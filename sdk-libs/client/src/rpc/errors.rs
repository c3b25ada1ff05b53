use std::{fmt::Debug, io};

use solana_client::client_error::ClientError;
use solana_sdk::{instruction::InstructionError, transaction::TransactionError};
use thiserror::Error;

#[derive(Error, Debug)]
pub enum RpcError {
    #[error("TransactionError: {0}")]
    TransactionError(#[from] Box<TransactionError>),

    #[error("ClientError: {0}")]
    ClientError(#[from] Box<ClientError>),

    #[error("IoError: {0}")]
    IoError(#[from] Box<io::Error>),

    #[error("Error: `{0}`")]
    CustomError(String),

    #[error("Assert Rpc Error: {0}")]
    AssertRpcError(String),
}

impl RpcError {
    /// The ledger-level rejection carried by this error, if any.
    pub fn transaction_error(&self) -> Option<&TransactionError> {
        match self {
            RpcError::TransactionError(err) => Some(err.as_ref()),
            _ => None,
        }
    }
}

impl From<TransactionError> for RpcError {
    fn from(err: TransactionError) -> Self {
        RpcError::TransactionError(Box::new(err))
    }
}

/// Client errors that wrap a transaction rejection are unwrapped so callers
/// can match on the `TransactionError` regardless of the backend.
impl From<ClientError> for RpcError {
    fn from(err: ClientError) -> Self {
        match err.get_transaction_error() {
            Some(transaction_error) => RpcError::TransactionError(Box::new(transaction_error)),
            None => RpcError::ClientError(Box::new(err)),
        }
    }
}

impl From<io::Error> for RpcError {
    fn from(err: io::Error) -> Self {
        RpcError::IoError(Box::new(err))
    }
}

/// Checks that `result` failed in instruction `i` with custom error
/// `expected_error_code`.
pub fn assert_rpc_error<T: Debug>(
    result: Result<T, RpcError>,
    i: u8,
    expected_error_code: u32,
) -> Result<(), RpcError> {
    match result {
        Err(RpcError::TransactionError(ref box_err))
            if matches!(
                **box_err,
                TransactionError::InstructionError(
                    index,
                    InstructionError::Custom(error_code)
                ) if index == i && error_code == expected_error_code
            ) =>
        {
            Ok(())
        }
        Err(RpcError::TransactionError(ref box_err))
            if matches!(
                **box_err,
                TransactionError::InstructionError(_, InstructionError::Custom(_))
            ) =>
        {
            Err(RpcError::AssertRpcError(format!(
                "Expected error code {} in instruction {}, got: {:?}",
                expected_error_code, i, result
            )))
        }
        Err(e) => Err(RpcError::AssertRpcError(format!(
            "Unexpected error type: {:?}",
            e
        ))),
        Ok(_) => Err(RpcError::AssertRpcError(String::from(
            "Expected an error, transaction succeeded",
        ))),
    }
}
==================================================
Take from the listing every line in which the word "that" appears.

■ Answer to this task
/// Client errors that wrap a transaction rejection are unwrapped so callers
/// Checks that `result` failed in instruction `i` with custom error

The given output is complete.